No escribo para entretener. Ni siquiera escribo para comunicar. Escribo para confesarme. La escritura, para mí, no es un lujo del espíritu ni una forma de expresión: es una manera de desnudarme sin tener que quitarme la ropa. Cada línea que escribo es un fragmento de mi vergüenza, de mi miedo, de mi memoria más indeseable. Es una forma de decir lo que jamás me atrevería a decir en voz alta. Lo que no le diría ni a mi mejor amigo. Ni a mi madre. Ni a mí mismo, si no tuviera un bolígrafo en la mano o el cursor titilando como una amenaza.
No sé si esta necesidad nació conmigo o si fue un hábito que el tiempo convirtió en condena. Lo cierto es que no puedo dejar de escribir. Y no porque me guste —a veces me repugna—, sino porque cuando no escribo, todo dentro de mí se desordena. Me vuelvo irritable, inseguro, ausente. Como si una parte esencial de mí se hubiera apagado. He aprendido a reconocer ese vacío: no lo llena la música, ni el sexo, ni siquiera la lectura. Solo se llena escribiendo. Aunque duela.
Y sí, muchas veces duele. La escritura como confesión no es indulgente. No perdona. Es un espejo implacable que me obliga a mirar mis rincones más sucios. No escribo para halagarme ni para consolarme. Escribo como quien se somete a un interrogatorio, con una luz intensa en la cara y un silencio expectante al otro lado. Las preguntas no me las hace nadie. Me las hago yo. Y las respuestas, cuando llegan, son tan terribles que preferiría no haberlas escrito.
¿Pero qué sentido tiene escribir si no es para decir la verdad, o al menos para buscarla? Una verdad subjetiva, fragmentaria, temblorosa. Una verdad que se escapa mientras uno la escribe, pero que a veces se deja atrapar en una frase, en un ritmo, en una imagen. Entonces todo cobra sentido. El sufrimiento, la exposición, la neurosis. Todo eso que uno arrastra en la vida y que la literatura transforma, con crueldad y belleza, en un objeto vivo.
He escrito páginas que me han hecho temblar. No por su calidad —eso es relativo, incluso irrelevante— sino por lo que revelan de mí. A veces he tenido miedo de que alguien las lea. O de que nadie lo haga. Porque hay algo profundamente contradictorio en este oficio: uno se confiesa, sí, pero lo hace para que lo lean. Es decir, para que otros entren en tus intimidades, husmeen en tus secretos, te vean por dentro. Pero al mismo tiempo, uno espera que lo perdonen. Que no juzguen demasiado. Que entiendan que eso que está escrito no es todo uno, pero es una parte que no puede seguir oculta.

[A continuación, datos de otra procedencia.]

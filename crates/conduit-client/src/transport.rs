//! HTTP exchange abstraction
//!
//! The executor only needs "send these bytes, give me a status and a body
//! stream". Keeping that behind [`Transport`] lets tests count and script
//! attempts, and lets embedders bring their own HTTP stack.

use std::fmt;
use std::pin::Pin;
use std::time::Duration;

use async_trait::async_trait;
use bytes::Bytes;
use futures_util::{Stream, StreamExt, stream};
use http::{HeaderMap, StatusCode};
use url::Url;

/// Response body as it arrives from the wire
pub type ByteStream = Pin<Box<dyn Stream<Item = Result<Bytes, TransportError>> + Send>>;

/// Idle pooled connections are dropped after this long
const POOL_IDLE_TIMEOUT: Duration = Duration::from_secs(30);

/// Upper bound on establishing a connection
const CONNECT_TIMEOUT: Duration = Duration::from_secs(10);

/// Failure below the HTTP layer: no usable response was received
#[derive(Debug, Clone, thiserror::Error)]
pub enum TransportError {
    /// DNS, refused or reset connection, TLS failure
    #[error("connection failed: {0}")]
    Connect(String),
    /// The transport's own timer fired
    #[error("transport timed out: {0}")]
    Timeout(String),
    /// The body stream broke after headers were received
    #[error("failed to read response body: {0}")]
    Body(String),
    /// Anything else reqwest reports
    #[error("request failed: {0}")]
    Other(String),
}

impl From<reqwest::Error> for TransportError {
    fn from(err: reqwest::Error) -> Self {
        let message = err.to_string();
        if err.is_timeout() {
            Self::Timeout(message)
        } else if err.is_connect() {
            Self::Connect(message)
        } else if err.is_body() || err.is_decode() {
            Self::Body(message)
        } else {
            Self::Other(message)
        }
    }
}

/// One outbound POST
#[derive(Debug, Clone)]
pub struct HttpRequest {
    /// Full endpoint URL
    pub url: Url,
    /// Headers, authorization included
    pub headers: HeaderMap,
    /// Serialized JSON body
    pub body: Bytes,
}

/// Status plus a streaming body
pub struct HttpResponse {
    /// HTTP status
    pub status: StatusCode,
    /// Response headers
    pub headers: HeaderMap,
    /// Body chunks in wire order
    pub body: ByteStream,
}

impl HttpResponse {
    /// Wrap a status and a body stream
    pub fn new(status: StatusCode, body: ByteStream) -> Self {
        Self {
            status,
            headers: HeaderMap::new(),
            body,
        }
    }

    /// A response whose body is already fully buffered
    pub fn from_bytes(status: StatusCode, body: impl Into<Bytes>) -> Self {
        let body: Bytes = body.into();
        Self::new(status, Box::pin(stream::once(async move { Ok(body) })))
    }

    /// Drain the body into one buffer
    pub async fn bytes(mut self) -> Result<Bytes, TransportError> {
        let mut buf = Vec::new();
        while let Some(chunk) = self.body.next().await {
            buf.extend_from_slice(&chunk?);
        }
        Ok(Bytes::from(buf))
    }

    /// Drain the body as (lossy) UTF-8 text
    pub async fn text(self) -> Result<String, TransportError> {
        let bytes = self.bytes().await?;
        Ok(String::from_utf8_lossy(&bytes).into_owned())
    }
}

impl fmt::Debug for HttpResponse {
    fn fmt(&self, f: &mut fmt::Formatter<'_>) -> fmt::Result {
        f.debug_struct("HttpResponse")
            .field("status", &self.status)
            .field("headers", &self.headers)
            .finish_non_exhaustive()
    }
}

/// Performs a single HTTP exchange
///
/// Implementations must not retry; the executor owns the retry policy.
/// Dropping the returned future (or the body stream) must abort the
/// exchange.
#[async_trait]
pub trait Transport: Send + Sync {
    /// Send the request and return once response headers are in
    async fn send(&self, request: HttpRequest) -> Result<HttpResponse, TransportError>;
}

/// reqwest-backed transport with a pooled keep-alive client
#[derive(Debug, Clone)]
pub struct HttpTransport {
    client: reqwest::Client,
}

impl HttpTransport {
    /// Build the pooled client
    ///
    /// The connect timeout is capped by `call_timeout` so a dead host
    /// cannot consume more than the whole call budget.
    pub fn new(call_timeout: Duration) -> Result<Self, TransportError> {
        let client = reqwest::Client::builder()
            .connect_timeout(CONNECT_TIMEOUT.min(call_timeout))
            .pool_idle_timeout(Some(POOL_IDLE_TIMEOUT))
            .tcp_nodelay(true)
            .tcp_keepalive(Some(Duration::from_secs(60)))
            .build()?;

        Ok(Self { client })
    }

    /// Use an already configured reqwest client
    pub const fn from_client(client: reqwest::Client) -> Self {
        Self { client }
    }
}

#[async_trait]
impl Transport for HttpTransport {
    async fn send(&self, request: HttpRequest) -> Result<HttpResponse, TransportError> {
        let response = self
            .client
            .post(request.url)
            .headers(request.headers)
            .body(request.body)
            .send()
            .await?;

        let status = response.status();
        let headers = response.headers().clone();
        let body = response.bytes_stream().map(|chunk| chunk.map_err(TransportError::from));

        Ok(HttpResponse {
            status,
            headers,
            body: Box::pin(body),
        })
    }
}
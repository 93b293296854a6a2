// ABOUTME: Library root for oess-cm - the OESS backend for an NSI connection lifecycle controller.
// ABOUTME: The operator CLI is in main.rs.

pub mod adapter;
pub mod config;
pub mod error;
pub mod nrm;
pub mod provision;
pub mod types;
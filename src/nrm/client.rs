// ABOUTME: Typed client for the OESS control API.
// ABOUTME: Wraps a Transport with per-call timeouts and JSON envelope decoding.

use super::error::{NrmError, Result};
use super::request::{NrmRequest, ProvisionRequest};
use super::transport::Transport;
use super::wire::{
    Envelope, InterfaceEntry, OneOrMany, PathLink, ProvisionResult, VlanAvailability,
    WorkgroupEntry,
};
use crate::types::{CircuitId, LinkId, VlanTag, WorkgroupId};
use bytes::Bytes;
use serde::de::DeserializeOwned;
use std::time::Duration;
use tracing::debug;

pub const DEFAULT_TIMEOUT: Duration = Duration::from_secs(30);

/// Typed operations against the control API.
///
/// Each call is a single request with a bounded timeout. Nothing is retried
/// here; callers decide what a failure means.
pub struct NrmClient<T> {
    transport: T,
    timeout: Duration,
}

impl<T: Transport> NrmClient<T> {
    pub fn new(transport: T) -> Self {
        Self {
            transport,
            timeout: DEFAULT_TIMEOUT,
        }
    }

    pub fn with_timeout(mut self, timeout: Duration) -> Self {
        self.timeout = timeout;
        self
    }

    async fn send(&self, request: NrmRequest<'_>) -> Result<Bytes> {
        let action = request.action();
        let path = request.path_and_query();
        debug!(action, path = %path, "NRM request");

        match tokio::time::timeout(self.timeout, self.transport.get(&path)).await {
            Ok(result) => result,
            Err(_) => Err(NrmError::Timeout {
                action,
                timeout: self.timeout,
            }),
        }
    }

    async fn call<R: DeserializeOwned>(&self, request: NrmRequest<'_>) -> Result<Envelope<R>> {
        let action = request.action();
        let body = self.send(request).await?;
        serde_json::from_slice(&body).map_err(|e| NrmError::Decode {
            action,
            reason: e.to_string(),
        })
    }

    /// Authenticated GET of the control URL. Only the status matters.
    pub async fn handshake(&self) -> Result<()> {
        self.send(NrmRequest::Handshake).await.map(|_| ())
    }

    pub async fn get_workgroups(&self) -> Result<Vec<WorkgroupEntry>> {
        let env: Envelope<Vec<WorkgroupEntry>> = self.call(NrmRequest::GetWorkgroups).await?;
        Ok(env.results.unwrap_or_default())
    }

    pub async fn get_node_interfaces(&self, node: &str) -> Result<Vec<InterfaceEntry>> {
        let env: Envelope<Vec<InterfaceEntry>> =
            self.call(NrmRequest::GetNodeInterfaces { node }).await?;
        Ok(env.results.unwrap_or_default())
    }

    /// `None` when OESS has no record of the interface on that node.
    pub async fn is_vlan_tag_available(
        &self,
        node: &str,
        interface: &str,
        vlan: VlanTag,
    ) -> Result<Option<bool>> {
        let env: Envelope<OneOrMany<VlanAvailability>> = self
            .call(NrmRequest::IsVlanTagAvailable {
                node,
                interface,
                vlan,
            })
            .await?;
        Ok(env
            .results
            .and_then(OneOrMany::into_first)
            .map(|a| a.available))
    }

    /// Links of the shortest path, in order. An empty vector means OESS
    /// found no path (or the switches are the same).
    pub async fn get_shortest_path(
        &self,
        from: &str,
        to: &str,
        excluded: &[LinkId],
    ) -> Result<Vec<LinkId>> {
        let env: Envelope<Vec<PathLink>> = self
            .call(NrmRequest::GetShortestPath { from, to, excluded })
            .await?;
        Ok(env
            .results
            .unwrap_or_default()
            .into_iter()
            .map(|l| l.link)
            .collect())
    }

    pub async fn provision_circuit(&self, request: &ProvisionRequest) -> Result<CircuitId> {
        const ACTION: &str = "provision_circuit";
        let env: Envelope<ProvisionResult> =
            self.call(NrmRequest::ProvisionCircuit(request)).await?;

        let remote_error = env.error_text().map(str::to_string);
        match env.results {
            Some(ProvisionResult {
                success: true,
                circuit_id: Some(id),
            }) => Ok(id),
            Some(ProvisionResult { success: true, .. }) => Err(NrmError::Decode {
                action: ACTION,
                reason: "success reported without a circuit_id".to_string(),
            }),
            _ => Err(NrmError::Remote {
                action: ACTION,
                message: remote_error
                    .unwrap_or_else(|| "provisioning was not successful".to_string()),
            }),
        }
    }

    pub async fn remove_circuit(
        &self,
        circuit: &CircuitId,
        workgroup: &WorkgroupId,
    ) -> Result<()> {
        const ACTION: &str = "remove_circuit";
        let body = self
            .send(NrmRequest::RemoveCircuit { circuit, workgroup })
            .await?;

        let value: serde_json::Value =
            serde_json::from_slice(&body).map_err(|e| NrmError::Decode {
                action: ACTION,
                reason: e.to_string(),
            })?;

        let empty = match &value {
            serde_json::Value::Null => true,
            serde_json::Value::Object(map) => map.is_empty(),
            serde_json::Value::Array(items) => items.is_empty(),
            _ => false,
        };
        if empty {
            return Err(NrmError::Decode {
                action: ACTION,
                reason: "empty response".to_string(),
            });
        }

        if let Some(message) = value
            .get("error")
            .and_then(|e| e.as_str())
            .filter(|e| !e.trim().is_empty())
        {
            return Err(NrmError::Remote {
                action: ACTION,
                message: message.to_string(),
            });
        }

        let refused = value
            .get("results")
            .and_then(|r| r.get("success"))
            .is_some_and(|s| s == &serde_json::json!(0) || s == &serde_json::json!(false));
        if refused {
            return Err(NrmError::Remote {
                action: ACTION,
                message: value.to_string(),
            });
        }

        debug!(action = ACTION, reply = %value, "removal accepted");
        Ok(())
    }
}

Escribir, entonces, es también una forma de pedir perdón. Y de pedir permiso. Como si dijera: “Este soy yo. Esto me avergüenza. Esto me duele. Esto no sé cómo explicarlo, pero aquí está. Juzguen ustedes”.
Y al escribir así —con las vísceras— uno se libera, pero también se queda vacío. Cada texto es un desprendimiento. Una pérdida. Cuando termino un cuento, un poema, una página de un diario que no publicaré jamás, siento que algo ha salido de mí y ya no volverá. No sé si eso me hace mejor persona. Lo dudo. Pero sí sé que me permite seguir respirando.
La literatura no debería ser un acto de ornamento. No debería ser elegante ni sofisticada si eso significa esconder lo esencial. La buena literatura —la que permanece, la que lastima— siempre tiene algo de confesión. De salto al vacío. De riesgo. No se escribe con el deseo de complacer, sino con la urgencia de decir lo que no se puede callar. Lo que uno no soporta seguir guardando.
Y no hablo solo de escribir en primera persona. Se puede confesar desde una novela, desde un personaje que no se parece en nada a uno, desde un paisaje. El escritor —el que realmente escribe— se filtra por todas partes. Incluso cuando inventa. O quizás sobre todo cuando inventa. Porque al inventar elige qué contar, cómo contarlo, desde dónde. Y esa elección lo delata.
A veces me preguntan por qué sigo escribiendo si me hace sufrir tanto. La respuesta es simple: porque no puedo dejar de hacerlo. Porque si no escribiera, me moriría por dentro. Porque necesito dejar constancia de lo que fui, de lo que soy, de lo que temo ser. Aunque nadie lo lea. Aunque a nadie le importe.
La escritura como confesión no busca aplausos. Busca expiación. Es un acto íntimo que se vuelve público no por vanidad, sino por necesidad. Porque hay cosas que uno no puede llevar solo. Y al ponerlas en palabras, al compartirlas —aunque sea con un lector anónimo, distante, invisible— uno siente, por un instante, que ha ganado una batalla contra el silencio.
No escribo para ser feliz. Escribo para no volverme loco.